WHAT YOU ARE ASKED TO DO => I would like every line of the records below that contains the word "binding" copied.

THE RECORDS =>

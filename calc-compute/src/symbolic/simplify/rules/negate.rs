//! Simplification rules for negation.

use crate::symbolic::expr::{Expr, Primary};

/// `-(2) = -2`
///
/// Negating a numeric literal produces the negative literal. This is the form the parser produces
/// for `-2`, so the printed form of a simplified expression reads back identically.
pub fn fold_negated_literal(expr: &Expr) -> Option<Expr> {
    let Expr::Neg(operand) = expr else {
        return None;
    };

    match operand.as_ref() {
        Expr::Primary(Primary::Integer(_) | Primary::Float(_)) => Some(-(**operand).clone()),
        _ => None,
    }
}

#[cfg(test)]
mod tests {
    use pretty_assertions::assert_eq;
    use super::*;

    #[test]
    fn literals() {
        let neg = |expr| Expr::Neg(Box::new(expr));
        assert_eq!(fold_negated_literal(&neg(Expr::integer(2))), Some(Expr::integer(-2)));
        assert_eq!(fold_negated_literal(&neg(Expr::integer(-2))), Some(Expr::integer(2)));
        assert_eq!(fold_negated_literal(&neg(Expr::float(0.5))), Some(Expr::float(-0.5)));
        assert_eq!(fold_negated_literal(&neg(Expr::symbol("x"))), None);
        assert_eq!(fold_negated_literal(&Expr::integer(2)), None);
    }
}
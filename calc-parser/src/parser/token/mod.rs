pub mod op;

use crate::{
    parser::{error::{kind, Error}, Parser, Parse},
    tokenizer::TokenKind,
};
use std::ops::Range;

/// Generates a unit struct for each token kind, as well as a simple [`Parse`] implementation for
/// each token kind. This enables the parser to use and request token kinds as a type.
macro_rules! token_kinds {
    ($($name:ident)*) => {
        $(
            #[derive(Clone, Debug, PartialEq)]
            pub(crate) struct $name {
                pub(crate) lexeme: String,
                pub(crate) span: Range<usize>,
            }

            impl Parse for $name {
                fn parse(input: &mut Parser) -> Result<Self, Error> {
                    let token = input.next_token()?;

                    if token.kind == TokenKind::$name {
                        Ok(Self {
                            lexeme: token.lexeme.to_owned(),
                            span: token.span,
                        })
                    } else {
                        Err(Error::new(token.span, kind::UnexpectedToken {
                            expected: &[TokenKind::$name],
                            found: token.kind,
                        }))
                    }
                }
            }
        )*
    };
}

token_kinds!(
    Name
    Int
    Float
    Comma
    OpenParen
    CloseParen
);
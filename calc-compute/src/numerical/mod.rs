//! Numerical evaluation of expressions.
//!
//! An [`Expr`](crate::symbolic::Expr) is evaluated to an [`f64`] under a binding context
//! ([`Ctxt`]), which maps symbol names to values and holds the trigonometric mode and the name of
//! the abscissa symbol used when plotting.
//!
//! Numeric anomalies (`1/0`, `0/0`, overflow) are not errors; they are returned as NaN or infinite
//! values. The only way evaluation can fail is with a symbol that has no binding
//! ([`UndefinedVariable`](error::kind::UndefinedVariable)).
//!
//! ```
//! use calc_compute::{numerical::{evaluate_at, Ctxt}, parse};
//!
//! let expr = parse("x^2 + 1").unwrap();
//! assert_eq!(evaluate_at(&expr, 3.0, &Ctxt::default()).unwrap(), 10.0);
//! ```

#![cfg(feature = "numerical")]

pub mod ctxt;
pub mod error;
pub mod eval;
pub mod trig_mode;

pub use ctxt::{Ctxt, Env};
pub use eval::{evaluate, evaluate_at, finite, Eval};
pub use trig_mode::TrigMode;
use crate::{
    parser::{
        ast::{binary::Binary, call::Call, literal::Literal, paren::Paren, unary::Unary},
        error::{kind, Error},
        Parse,
        Parser,
        Precedence,
    },
    tokenizer::TokenKind,
    try_parse_catch_fatal,
};
use std::ops::Range;

#[cfg(feature = "serde")]
use serde::{Deserialize, Serialize};

/// Represents any kind of expression in the calculator's input syntax.
///
/// An expression is any valid piece of input that can be evaluated or simplified. Function call
/// arguments and parenthesized groups are expressions themselves.
#[derive(Debug, Clone, PartialEq, Eq)]
#[cfg_attr(feature = "serde", derive(Serialize, Deserialize))]
pub enum Expr {
    /// A literal value.
    Literal(Literal),

    /// A parenthesized expression, such as `(1 + 2)`.
    Paren(Paren),

    /// A function call, such as `abs(-1)`.
    Call(Call),

    /// A unary operation, such as `-1`.
    Unary(Unary),

    /// A binary operation, such as `1 + 2`.
    Binary(Binary),
}

impl Expr {
    /// Returns the span of the expression.
    pub fn span(&self) -> Range<usize> {
        match self {
            Expr::Literal(literal) => literal.span(),
            Expr::Paren(paren) => paren.span(),
            Expr::Call(call) => call.span(),
            Expr::Unary(unary) => unary.span(),
            Expr::Binary(binary) => binary.span(),
        }
    }
}

impl Parse for Expr {
    fn parse(input: &mut Parser) -> Result<Self, Error> {
        if let Some(token) = input.peek_token() {
            if token.kind == TokenKind::CloseParen {
                return Err(Error::new(token.span.clone(), kind::UnclosedParenthesis { opening: false }));
            }
        }

        input.nested(|input| {
            let lhs = Unary::parse_or_lower(input)?;
            Ok(Binary::parse_expr(input, lhs, Precedence::Any)?.0)
        })
    }
}

/// The operands of every operator: an expression that needs no operator to be read.
#[derive(Debug, Clone, PartialEq, Eq)]
#[cfg_attr(feature = "serde", derive(Serialize, Deserialize))]
pub enum Primary {
    /// A literal value.
    Literal(Literal),

    /// A parenthesized expression, such as `(1 + 2)`.
    Paren(Paren),

    /// A function call, such as `abs(-1)`.
    Call(Call),
}

impl Primary {
    /// Returns the span of the primary expression.
    pub fn span(&self) -> Range<usize> {
        match self {
            Primary::Literal(literal) => literal.span(),
            Primary::Paren(paren) => paren.span(),
            Primary::Call(call) => call.span(),
        }
    }
}

impl Parse for Primary {
    fn parse(input: &mut Parser) -> Result<Self, Error> {
        // function calls must be tried before symbols, since both start with a name
        try_parse_catch_fatal!(
            input.try_parse::<Call>().map(Primary::Call),
            input.try_parse::<Literal>().map(Primary::Literal),
            input.try_parse::<Paren>().map(Primary::Paren),
        );

        match input.peek_token() {
            Some(token) => Err(Error::new(token.span.clone(), kind::ExpectedExpr { found: token.kind })),
            None => Err(Error::new(input.eof_span(), kind::UnexpectedEof)),
        }
    }
}

impl From<Primary> for Expr {
    fn from(primary: Primary) -> Self {
        match primary {
            Primary::Literal(literal) => Expr::Literal(literal),
            Primary::Paren(paren) => Expr::Paren(paren),
            Primary::Call(call) => Expr::Call(call),
        }
    }
}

RESULT OF THIS EXERCISE =>
//! An [`Expr`](crate::symbolic::Expr) is evaluated to an [`f64`] under a binding context
//! values. The only way evaluation can fail is with a symbol that has no binding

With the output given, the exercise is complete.